An insertion caller for Illumina paired-end WGS data.
There are two options for obtaining. If singularity is available on your system, you can download the image in Releases. Alternatively, you can compile the code yourself. This should be straightforward, but some dependencies must be installed.
The latest image can be obtained under Releases.
The following commands should be sufficient:
git clone https://github.com/kensung-lab/INSurVeyor
./build_htslib.sh
cmake -DCMAKE_BUILD_TYPE=Release . && make
If htslib does not build correctly, please refer to https://github.com/samtools/htslib The building process should not take longer than 1-2 minutes.
Python is necessary to run INSurVeyor. Libraries NumPy (http://www.numpy.org/), PyFaidx (https://github.com/mdshw5/pyfaidx) and PySam (https://github.com/pysam-developers/pysam) are required. If Python 2 is used, numpy 1.16.6, pyfaidx 0.5.9 and pysam 0.16.0.1 are the recommended (i.e., tested) versions. If Python 3 is used, then numpy 1.21.2, pyfaidx 0.5.9.1 and pysam 0.16.0.1 were tested.

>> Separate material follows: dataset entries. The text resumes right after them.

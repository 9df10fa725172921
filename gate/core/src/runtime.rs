use std::path::Path;

use crate::env::EnvEntry;

/// Failure reported by a container runtime operation.
#[derive(Debug, thiserror::Error)]
#[error("container runtime failure: {source}")]
pub struct RuntimeError {
    #[source]
    source: anyhow::Error,
}

impl RuntimeError {
    pub fn new(source: impl Into<anyhow::Error>) -> Self {
        Self {
            source: source.into(),
        }
    }
}

/// Operations the gate requires from a container runtime.
///
/// Every method reports success or failure distinctly from its payload;
/// interpreting the payload (health status strings, raw port text) is the
/// caller's concern.
#[async_trait::async_trait]
pub trait ContainerRuntime: Send + Sync {
    /// Start the declared services once. Environment entries are passed
    /// explicitly; implementations must not mutate process-global state.
    async fn up(
        &self,
        compose_file: &Path,
        project: &str,
        env: &[EnvEntry],
    ) -> Result<(), RuntimeError>;

    /// List ids of all containers (running or not) labelled with the project.
    async fn list_containers_by_label(&self, project: &str) -> Result<Vec<String>, RuntimeError>;

    /// The runtime-reported health status string for one container.
    async fn inspect_health(&self, container_id: &str) -> Result<String, RuntimeError>;

    /// The compose service name label of one container.
    async fn inspect_labels(&self, container_id: &str) -> Result<String, RuntimeError>;

    /// Raw port-mapping text for one container, one mapping per line.
    /// Empty text means the container exposes no ports.
    async fn port_mappings_for(&self, container_id: &str) -> Result<String, RuntimeError>;
}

INSurVeyor needs a BAM/CRAM file, a (possibly empty) working directory and reference genome in FASTA format. The BAM/CRAM file must be coordinate-sorted and indexed. Furthermore, the MC and the MQ tag must be present for all primary alignments, when applicable.
Recent versions of BWA MEM (0.7.17) will add the MC tag. The easiest (but probably not the fastest) way to add the MQ tag is to use Picard FixMateInformation (http://broadinstitute.github.io/picard/command-line-overview.html#FixMateInformation)
java -jar picard.jar FixMateInformation I=file.bam
If you are using the singularity image, you can run INSurVeyor with the following command:
singularity run insurveyor.sif --threads N_THREADS BAM_FILE WORKDIR REFERENCE_FASTA
The command
singularity run insurveyor.sif
will print the help message of the software.
If you compiled the code, you can use
python surveyor.py --threads N_THREADS BAM_FILE WORKDIR REFERENCE_FASTA
The output is a standard VCF file. It will be placed under WORKDIR/out.pass.vcf.gz. These are the insertions that INSurVeyor deemed confident enough.
The file WORKDIR/out.vcf.gz contains all of the insertions, including those that did not pass the filters. Most of them will be false positives. It is not recommend to you use this file unless for specific situations (e.g., you are looking for something specific).
A demo is provided in the folder demo. You can run it with the command
mkdir workdir
python surveyor.py demo/reads.bam workdir/ demo/ref.fa
The demo should run in less than a minute. If it ran successfully, a file workdir/out.pass.vcf.gz will be generated. It should contain two insertions and they should look like these:
ref 170872 T_INS_0 T <INS> . PASS END=170872;SVTYPE=INS;SVLEN=339;SVINSSEQ=AAGAAGTAGAGGAATGGGCCGGGCGCGGTGGCTCACGCCTGTAATCCCAGCACTTTGGGAGGCCGAGGCGGGTGGATCATGAGGTCAGGAGATCGAGACCATCCTGGCTAACAAGGTGAAACCCCGTCTCTACTAAAAATACAAAAAATTAGCCGGGCGCGGTGGCGGGCGCCTGTAGTCCCAGCTACTCGGGAGGCTGAGGCAGGAGAATGGCGTGAACCCGGGAAGCGGAGCTTGCAGTGAGCCGAGATTGCGCCACTGCAGTCCGCAGTCCGGCCTGGGCGACAGAGCGAGACTCCGTCTCAAAAAAAAAAAAAAAAAAAAAAAAAAAAAAAAAAA;SPLIT_READS=10,16;DISCORDANT=30,50;ALGORITHM=transurveyor;LEFT_ANCHOR=170448-170871;RIGHT_ANCHOR=170872-171336;LEFT_ANCHOR_CIGAR=7X417=190S;RIGHT_ANCHOR_CIGAR=149S458=7X;AVG_STABLE_NM=0,0;STABLE_DEPTHS=28,35;SPANNING_READS=0,0;MHLEN=0;SCORES=1,1 GT 1
ref 714813 A_INS_0 a <INS> . PASS END=714814;SVTYPE=INS;SVLEN=78;SVINSSEQ=GTATAGTATATACTGTATATACTATATAGTATAGTATATACTGTATATACTATATAGTATAGTATATACTGTATATAC;SPLIT_READS=22,16;DISCORDANT=20,25;ALGORITHM=assembly;LEFT_ANCHOR=714722-714812;RIGHT_ANCHOR=714814-714903;AVG_STABLE_NM=0,0;STABLE_DEPTHS=28,26;SPANNING_READS=27,27 GT 1
A manuscript on INSurVeyor is currently in preparation.